Je vous encourage à profiter de cette période estivale pour vous demander comment vous avez mis en œuvre ce commandement du Christ au cours de cette année. En quoi avez-vous travaillé non pas pour la nourriture qui se perd mais pour la nourriture qui demeure jusque dans la vie éternelle ?
Pour bien discerner les choses, il faut d’abord saisir que, dans la vie éternelle, nous n’aurons bien sûr plus besoin de nourrir nos corps. Si nous sommes sauvés, à la fin des temps, nous aurons des corps glorieux, qui ne seront donc plus soumis aux besoins physiologiques.

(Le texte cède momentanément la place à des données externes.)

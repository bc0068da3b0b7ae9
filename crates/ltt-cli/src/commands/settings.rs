//! `ltt settings` subcommands.

use std::io::Write;

use anyhow::{Context, Result, bail};
use ltt_core::{AppSettings, Clock, SettingsPatch, TimeStore, Tracker};

fn write_settings<W: Write>(writer: &mut W, settings: &AppSettings) -> Result<()> {
    writeln!(writer, "idle-detection        {}", settings.idle_detection)?;
    writeln!(writer, "idle-timeout-minutes  {}", settings.idle_timeout_minutes)?;
    writeln!(writer, "theme                 {}", settings.theme)?;
    writeln!(writer, "always-on-top         {}", settings.always_on_top)?;
    writeln!(writer, "compact-mode          {}", settings.compact_mode)?;
    writeln!(writer, "auto-stop-hours       {}", settings.auto_stop_hours)?;
    Ok(())
}

/// Runs `ltt settings show`.
pub fn show<S: TimeStore, W: Write>(writer: &mut W, store: &S, json: bool) -> Result<()> {
    let settings = store.get_settings().context("failed to load settings")?;
    if json {
        writeln!(writer, "{}", serde_json::to_string_pretty(&settings)?)?;
    } else {
        write_settings(writer, &settings)?;
    }
    Ok(())
}

/// Runs `ltt settings set`, printing the resulting settings.
pub fn set<S: TimeStore, C: Clock, W: Write>(
    writer: &mut W,
    tracker: &mut Tracker<S, C>,
    patch: &SettingsPatch,
) -> Result<()> {
    if patch.is_empty() {
        bail!("no settings given; see 'ltt settings set --help'");
    }
    let updated = tracker
        .update_settings(patch)
        .context("failed to save settings")?;
    write_settings(writer, &updated)
}

#[cfg(test)]
mod tests {
    use insta::assert_snapshot;
    use ltt_core::{SystemClock, Theme};
    use ltt_db::Database;

    use super::*;
    use crate::commands::util::open_tracker;

    #[test]
    fn show_defaults() {
        let db = Database::open_in_memory().unwrap();
        let mut buffer = Vec::new();
        show(&mut buffer, &db, false).unwrap();
        assert_snapshot!(String::from_utf8(buffer).unwrap(), @r"
        idle-detection        false
        idle-timeout-minutes  240
        theme                 dark
        always-on-top         false
        compact-mode          false
        auto-stop-hours       8
        ");
    }

    #[test]
    fn set_persists_only_given_fields() {
        let mut tracker = open_tracker(Database::open_in_memory().unwrap(), SystemClock).unwrap();
        let patch = SettingsPatch {
            idle_detection: Some(true),
            theme: Some(Theme::System),
            ..SettingsPatch::default()
        };
        set(&mut Vec::new(), &mut tracker, &patch).unwrap();

        let mut buffer = Vec::new();
        show(&mut buffer, tracker.store(), true).unwrap();
        let value: serde_json::Value = serde_json::from_slice(&buffer).unwrap();
        assert_eq!(value["idleDetection"], true);
        assert_eq!(value["theme"], "system");
        assert_eq!(value["idleTimeoutMinutes"], 240);
        assert_eq!(value["autoStopHours"], 8);
    }

    #[test]
    fn set_without_values_fails() {
        let mut tracker = open_tracker(Database::open_in_memory().unwrap(), SystemClock).unwrap();
        let err = set(&mut Vec::new(), &mut tracker, &SettingsPatch::default()).unwrap_err();
        assert!(err.to_string().starts_with("no settings given"));
    }
}
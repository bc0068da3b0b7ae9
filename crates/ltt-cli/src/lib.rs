//! Local time tracker CLI library.
//!
//! This crate provides the CLI interface for the time tracker.

mod cli;
pub mod commands;
mod config;

pub use cli::{Cli, Commands, CustomersAction, SettingsAction, SettingsArgs};
pub use config::Config;
impl Database {
    /// Opens a database at the given path, creating it if necessary.
    ///
    /// The database schema is automatically initialized on first open.
    pub fn open(path: &Path) -> Result<Self, DbError> {
        let conn = Connection::open(path)?;
        let db = Self { conn };
        db.init()?;
        Ok(db)
    }

    /// Opens an in-memory database.
    ///
    /// Useful for testing. The database is destroyed when the connection closes.
    pub fn open_in_memory() -> Result<Self, DbError> {
        let conn = Connection::open_in_memory()?;
        let db = Self { conn };
        db.init()?;
        Ok(db)
    }

    /// Initializes the database schema.
    ///
    /// This is idempotent - safe to call on an already-initialized database.
    fn init(&self) -> Result<(), DbError> {
        self.conn.execute_batch(
            "
            CREATE TABLE IF NOT EXISTS customers (
                id TEXT PRIMARY KEY,
                name TEXT NOT NULL,
                engagement_type TEXT NOT NULL DEFAULT '',
                initial_hours REAL NOT NULL,
                created_at TEXT NOT NULL,
                archived INTEGER NOT NULL DEFAULT 0
            );

            -- Append-only session history, one row per stopped timer run
            -- date: local calendar day (e.g., '2024-01-15')
            -- start_time/end_time: ISO 8601 (e.g., '2024-01-15T10:30:00.000Z')
            CREATE TABLE IF NOT EXISTS time_sessions (
                customer_id TEXT NOT NULL,
                id TEXT NOT NULL,
                date TEXT NOT NULL,
                start_time TEXT NOT NULL,
                end_time TEXT,
                duration_seconds INTEGER NOT NULL,
                duration_formatted TEXT NOT NULL,
                notes TEXT,
                PRIMARY KEY (customer_id, id)
            );

            CREATE INDEX IF NOT EXISTS idx_time_sessions_date ON time_sessions(date);

            CREATE TABLE IF NOT EXISTS settings (
                key TEXT PRIMARY KEY,
                value TEXT NOT NULL
            );
            ",
        )?;
        Ok(())
    }

    /// Lists all customers, archived included, ordered by creation time.
    pub fn list_customers(&self) -> Result<Vec<Customer>, DbError> {
        let mut stmt = self.conn.prepare(
            "
            SELECT id, name, engagement_type, initial_hours, created_at, archived
            FROM customers
            ORDER BY created_at ASC, id ASC
            ",
        )?;
        let rows = stmt.query_map([], |row| {
            Ok(CustomerRow {
                id: row.get(0)?,
                name: row.get(1)?,
                engagement_type: row.get(2)?,
                initial_hours: row.get(3)?,
                created_at: row.get(4)?,
                archived: row.get(5)?,
            })
        })?;
        let mut customers = Vec::new();
        for row in rows {
            customers.push(row?.into_customer()?);
        }
        Ok(customers)
    }

    /// Fetches a single customer by ID.
    pub fn get_customer(&self, id: &CustomerId) -> Result<Option<Customer>, DbError> {
        let row = self
            .conn
            .query_row(
                "
                SELECT id, name, engagement_type, initial_hours, created_at, archived
                FROM customers
                WHERE id = ?
                ",
                [id.as_str()],
                |row| {
                    Ok(CustomerRow {
                        id: row.get(0)?,
                        name: row.get(1)?,
                        engagement_type: row.get(2)?,
                        initial_hours: row.get(3)?,
                        created_at: row.get(4)?,
                        archived: row.get(5)?,
                    })
                },
            )
            .optional()?;
        row.map(CustomerRow::into_customer).transpose()
    }

    /// Inserts a customer, or replaces every field of an existing one.
    pub fn upsert_customer(&self, customer: &Customer) -> Result<(), DbError> {
        self.conn.execute(
            "
            INSERT INTO customers (id, name, engagement_type, initial_hours, created_at, archived)
            VALUES (?, ?, ?, ?, ?, ?)
            ON CONFLICT(id) DO UPDATE SET
                name = excluded.name,
                engagement_type = excluded.engagement_type,
                initial_hours = excluded.initial_hours,
                created_at = excluded.created_at,
                archived = excluded.archived
            ",
            params![
                customer.id.as_str(),
                customer.name,
                customer.engagement_type,
                customer.initial_hours,
                format_timestamp(customer.created_at),
                customer.archived,
            ],
        )?;
        Ok(())
    }

    /// Deletes a customer row. Sessions are left in place.
    pub fn delete_customer(&self, id: &CustomerId) -> Result<(), DbError> {
        let deleted = self
            .conn
            .execute("DELETE FROM customers WHERE id = ?", [id.as_str()])?;
        if deleted == 0 {
            return Err(DbError::CustomerNotFound(id.to_string()));
        }
        Ok(())
    }

    /// Lists a customer's sessions in the order they were saved.
    pub fn list_sessions(&self, customer_id: &CustomerId) -> Result<Vec<TimeSession>, DbError> {
        let mut stmt = self.conn.prepare(
            "
            SELECT id, date, start_time, end_time, duration_seconds, duration_formatted, notes
            FROM time_sessions
            WHERE customer_id = ?
            ORDER BY rowid ASC
            ",
        )?;
        let rows = stmt.query_map([customer_id.as_str()], |row| {
            Ok(SessionRow {
                id: row.get(0)?,
                date: row.get(1)?,
                start_time: row.get(2)?,
                end_time: row.get(3)?,
                duration_seconds: row.get(4)?,
                duration_formatted: row.get(5)?,
                notes: row.get(6)?,
            })
        })?;
        let mut sessions = Vec::new();
        for row in rows {
            sessions.push(row?.into_session()?);
        }
        Ok(sessions)
    }

    /// Appends a session for an existing customer, ignoring duplicate IDs.
    ///
    /// Returns whether a row was inserted.
    pub fn insert_session(
        &mut self,
        customer_id: &CustomerId,
        session: &TimeSession,
    ) -> Result<bool, DbError> {
        let duration_seconds =
            i64::try_from(session.duration_seconds).map_err(|_| DbError::InvalidRecord {
                record_id: session.id.to_string(),
                message: format!("duration out of range: {}", session.duration_seconds),
            })?;

        let tx = self.conn.transaction()?;
        let exists: bool = tx.query_row(
            "SELECT EXISTS(SELECT 1 FROM customers WHERE id = ?)",
            [customer_id.as_str()],
            |row| row.get(0),
        )?;
        if !exists {
            return Err(DbError::CustomerNotFound(customer_id.to_string()));
        }

        let inserted = tx.execute(
            "
            INSERT OR IGNORE INTO time_sessions
            (customer_id, id, date, start_time, end_time, duration_seconds, duration_formatted, notes)
            VALUES (?, ?, ?, ?, ?, ?, ?, ?)
            ",
            params![
                customer_id.as_str(),
                session.id.as_str(),
                session.date.to_string(),
                format_timestamp(session.start_time),
                session.end_time.map(format_timestamp),
                duration_seconds,
                session.duration_formatted,
                session.notes,
            ],
        )?;
        tx.commit()?;
        Ok(inserted > 0)
    }

    /// Builds the time log for a customer from its full session history.
    pub fn customer_time_log(&self, id: &CustomerId) -> Result<CustomerTimeLog, DbError> {
        let customer = self
            .get_customer(id)?
            .ok_or_else(|| DbError::CustomerNotFound(id.to_string()))?;
        let sessions = self.list_sessions(id)?;
        Ok(CustomerTimeLog::from_sessions(&customer, sessions))
    }

    /// Loads stored settings, if any were ever saved.
    pub fn load_settings(&self) -> Result<Option<AppSettings>, DbError> {
        let value: Option<String> = self
            .conn
            .query_row(
                "SELECT value FROM settings WHERE key = ?",
                [SETTINGS_KEY],
                |row| row.get(0),
            )
            .optional()?;
        value
            .map(|json| serde_json::from_str(&json))
            .transpose()
            .map_err(DbError::from)
    }

    pub fn store_settings(&self, settings: &AppSettings) -> Result<(), DbError> {
        let json = serde_json::to_string(settings)?;
        self.conn.execute(
            "
            INSERT INTO settings (key, value) VALUES (?, ?)
            ON CONFLICT(key) DO UPDATE SET value = excluded.value
            ",
            params![SETTINGS_KEY, json],
        )?;
        Ok(())
    }
}
use std::path::PathBuf;

use anyhow::{Context, Result};
use clap::Parser;
use tracing_subscriber::{EnvFilter, fmt::format::FmtSpan};

use ldmlprune::{PruneOptions, prune_dir};

#[derive(Debug, Parser)]
#[command(
    name = "ldmlprune",
    version,
    about = "Delete LDML locale files that contain nothing but identity data"
)]
struct Args {
    /// Directory of generated locale files (not descended into)
    #[arg(value_name = "DIR")]
    dir: PathBuf,
}

fn main() -> Result<()> {
    init_tracing();
    let args = Args::parse();

    let summary = prune_dir(&args.dir, &PruneOptions::default())
        .with_context(|| format!("failed to prune {}", args.dir.display()))?;

    tracing::debug!(deleted = ?summary.deleted, "done");
    Ok(())
}

fn init_tracing() {
    tracing_subscriber::fmt()
        .with_env_filter(
            EnvFilter::try_from_default_env().unwrap_or_else(|_| EnvFilter::new("warn")),
        )
        .with_span_events(FmtSpan::CLOSE)
        .with_writer(std::io::stderr)
        .with_target(false)
        .without_time()
        .init();
}
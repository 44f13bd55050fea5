//! XML reading and path/value flattening

pub mod cursor;
pub mod encoding;
pub mod error;
pub mod event;
pub mod parser;
pub mod path;

pub use error::{Error, ErrorKind, Pos, Result, Span};
pub use event::Event;
pub use parser::{Config, Parser};
pub use path::{
    Flattener, PathValue, flatten_bytes, flatten_bytes_with_config, flatten_str, flatten_with,
};
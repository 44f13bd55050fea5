use std::fs;

use assert_cmd::Command;
use predicates::prelude::*;

type TestResult = Result<(), Box<dyn std::error::Error>>;

const IDENTITY_ONLY: &str = r#"<ldml><identity><language type="en"/></identity></ldml>"#;
const WITH_DATA: &str = r#"<ldml><identity><language type="fr"/></identity><localeDisplayNames><languages><language type="fr">French</language></languages></localeDisplayNames></ldml>"#;

#[test]
fn prunes_identity_only_files_silently() -> TestResult {
    let dir = tempfile::tempdir()?;
    fs::write(dir.path().join("a.xml"), IDENTITY_ONLY)?;
    fs::write(dir.path().join("b.xml"), WITH_DATA)?;

    Command::cargo_bin("ldmlprune")?
        .arg(dir.path())
        .env_remove("RUST_LOG")
        .assert()
        .success()
        .stdout(predicate::str::is_empty())
        .stderr(predicate::str::is_empty());

    assert!(!dir.path().join("a.xml").exists());
    assert_eq!(fs::read_to_string(dir.path().join("b.xml"))?, WITH_DATA);
    Ok(())
}

#[test]
fn empty_directory_succeeds() -> TestResult {
    let dir = tempfile::tempdir()?;

    Command::cargo_bin("ldmlprune")?
        .arg(dir.path())
        .assert()
        .success();
    Ok(())
}

#[test]
fn malformed_file_fails() -> TestResult {
    let dir = tempfile::tempdir()?;
    fs::write(dir.path().join("broken.xml"), "<ldml><identity>")?;

    Command::cargo_bin("ldmlprune")?
        .arg(dir.path())
        .assert()
        .failure()
        .stderr(predicate::str::contains("failed to parse"))
        .stderr(predicate::str::contains("broken.xml"));

    assert!(dir.path().join("broken.xml").exists());
    Ok(())
}

#[test]
fn missing_directory_fails() -> TestResult {
    let dir = tempfile::tempdir()?;

    Command::cargo_bin("ldmlprune")?
        .arg(dir.path().join("missing"))
        .assert()
        .failure()
        .stderr(predicate::str::contains("failed to prune"));
    Ok(())
}

#[test]
fn directory_argument_is_required() -> TestResult {
    Command::cargo_bin("ldmlprune")?
        .assert()
        .failure()
        .stderr(predicate::str::contains("<DIR>"));
    Ok(())
}

#[test]
fn debug_logging_reports_deletions() -> TestResult {
    let dir = tempfile::tempdir()?;
    fs::write(dir.path().join("a.xml"), IDENTITY_ONLY)?;

    Command::cargo_bin("ldmlprune")?
        .arg(dir.path())
        .env("RUST_LOG", "debug")
        .assert()
        .success()
        .stderr(predicate::str::contains("deleted"));
    Ok(())
}
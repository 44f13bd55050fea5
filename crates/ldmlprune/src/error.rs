//! Error types for ldmlprune

use std::io;
use std::path::{Path, PathBuf};

use thiserror::Error;

use crate::xml;

/// Failure while scanning or pruning a locale directory
#[derive(Debug, Error)]
pub enum Error {
    /// A directory or file could not be listed, read or removed
    #[error("i/o error on {}: {source}", .path.display())]
    Io {
        path: PathBuf,
        #[source]
        source: io::Error,
    },
    /// A file is not well-formed XML
    #[error("failed to parse {}: {source}", .path.display())]
    Parse {
        path: PathBuf,
        #[source]
        source: xml::Error,
    },
    #[error("{} is not a directory", .path.display())]
    NotADirectory { path: PathBuf },
}

impl Error {
    pub fn io(path: impl AsRef<Path>, source: io::Error) -> Self {
        Self::Io {
            path: path.as_ref().to_path_buf(),
            source,
        }
    }

    pub fn parse(path: impl AsRef<Path>, source: xml::Error) -> Self {
        Self::Parse {
            path: path.as_ref().to_path_buf(),
            source,
        }
    }

    /// Path of the entry that caused the failure
    pub fn path(&self) -> &Path {
        match self {
            Self::Io { path, .. } | Self::Parse { path, .. } | Self::NotADirectory { path } => {
                path
            }
        }
    }
}

/// Result type alias for ldmlprune
pub type Result<T> = std::result::Result<T, Error>;
#![no_main]
use libfuzzer_sys::fuzz_target;
use ldmlprune::xml::{Config, flatten_bytes_with_config};

fuzz_target!(|data: &[u8]| {
    if let Ok(records) = flatten_bytes_with_config(data, Config::default()) {
        let _ = ldmlprune::classify(&records);
    }
});
//! XML streaming reader events

use indexmap::IndexMap;

/// Events emitted by the streaming XML reader
#[derive(Clone, Debug, PartialEq, Eq)]
pub enum Event {
    /// Opening tag; attributes keep source order with entities decoded
    Start {
        name: String,
        attributes: IndexMap<String, String>,
    },
    /// Closing tag (also emitted right after a self-closing tag)
    End { name: String },
    /// Character data inside an element, including CDATA sections
    Text(String),
}

impl Event {
    /// Shorthand for a start event without attributes
    pub fn start(name: impl Into<String>) -> Self {
        Self::Start {
            name: name.into(),
            attributes: IndexMap::new(),
        }
    }

    pub fn end(name: impl Into<String>) -> Self {
        Self::End { name: name.into() }
    }
}
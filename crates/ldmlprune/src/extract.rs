//! Loading locale files from disk as path/value records

use std::fs;
use std::path::{Path, PathBuf};

use crate::classify::{Verdict, classify_with_marker};
use crate::error::{Error, Result};
use crate::xml::{self, Config, PathValue};

/// A locale file flattened into records
#[derive(Clone, Debug, PartialEq, Eq)]
pub struct LocaleFile {
    pub path: PathBuf,
    pub records: Vec<PathValue>,
}

impl LocaleFile {
    /// Read and flatten the file at `path`
    pub fn load(path: impl AsRef<Path>, config: Config) -> Result<Self> {
        let path = path.as_ref();
        let records = load_path_values(path, config)?;
        Ok(Self {
            path: path.to_path_buf(),
            records,
        })
    }

    pub fn verdict(&self, marker: &str) -> Verdict {
        classify_with_marker(&self.records, marker)
    }
}

/// Read the file at `path` and flatten it into path/value records
pub fn load_path_values(path: impl AsRef<Path>, config: Config) -> Result<Vec<PathValue>> {
    let path = path.as_ref();
    let bytes = fs::read(path).map_err(|e| Error::io(path, e))?;
    xml::flatten_bytes_with_config(&bytes, config).map_err(|e| Error::parse(path, e))
}

#[cfg(test)]
mod tests {
    use super::*;
    use crate::classify::IDENTITY_MARKER;

    #[test]
    fn test_load_locale_file() -> std::result::Result<(), Box<dyn std::error::Error>> {
        let dir = tempfile::tempdir()?;
        let path = dir.path().join("de_CH.xml");
        fs::write(
            &path,
            r#"<ldml><identity><language type="de"/><territory type="CH"/></identity></ldml>"#,
        )?;

        let file = LocaleFile::load(&path, Config::default())?;
        assert_eq!(file.records.len(), 2);
        assert_eq!(file.path, path);
        assert_eq!(file.verdict(IDENTITY_MARKER), Verdict::Delete);
        Ok(())
    }

    #[test]
    fn test_missing_file_is_io_error() {
        let result = load_path_values("does/not/exist.xml", Config::default());
        assert!(matches!(result, Err(Error::Io { .. })));
    }

    #[test]
    fn test_malformed_file_is_parse_error() -> std::result::Result<(), Box<dyn std::error::Error>>
    {
        let dir = tempfile::tempdir()?;
        let path = dir.path().join("broken.xml");
        fs::write(&path, "<ldml><identity></ldml>")?;

        match load_path_values(&path, Config::default()) {
            Err(Error::Parse { path: failed, .. }) => assert_eq!(failed, path),
            other => panic!("expected parse error, got {other:?}"),
        }
        Ok(())
    }
}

Pourtant, Jésus nous dit qu’il y a bien une nourriture qui demeure jusque dans la vie éternelle, une nourriture qui continuera à nous faire vivre dans l’éternité et pour laquelle nous devons travailler maintenant. Quelle est-elle donc, cette nourriture, sinon la faim d’amour ? Tous, nous portons en nous le désir d’aimer et d’être aimés. Ce désir peut conduire aux plus beaux élans comme il peut être détourné pour les plus grands vices ; mais nous nous savons tous faits pour donner de l’amour et pour recevoir de l’amour.
Jésus promet alors que, dans le Ciel, nous aurons une nourriture qui viendra totalement nous rassasier. C’est-à-dire une nourriture qui comblera notre faim d’amour. Et le grand message de l’évangile d’aujourd’hui, c’est l’appel du Christ à ce que cette nourriture d’éternité soit déjà notre nourriture essentielle sur cette terre au point d’en faire l’objectif premier de nos vies : « Travaillez non pas pour la nourriture qui se perd ».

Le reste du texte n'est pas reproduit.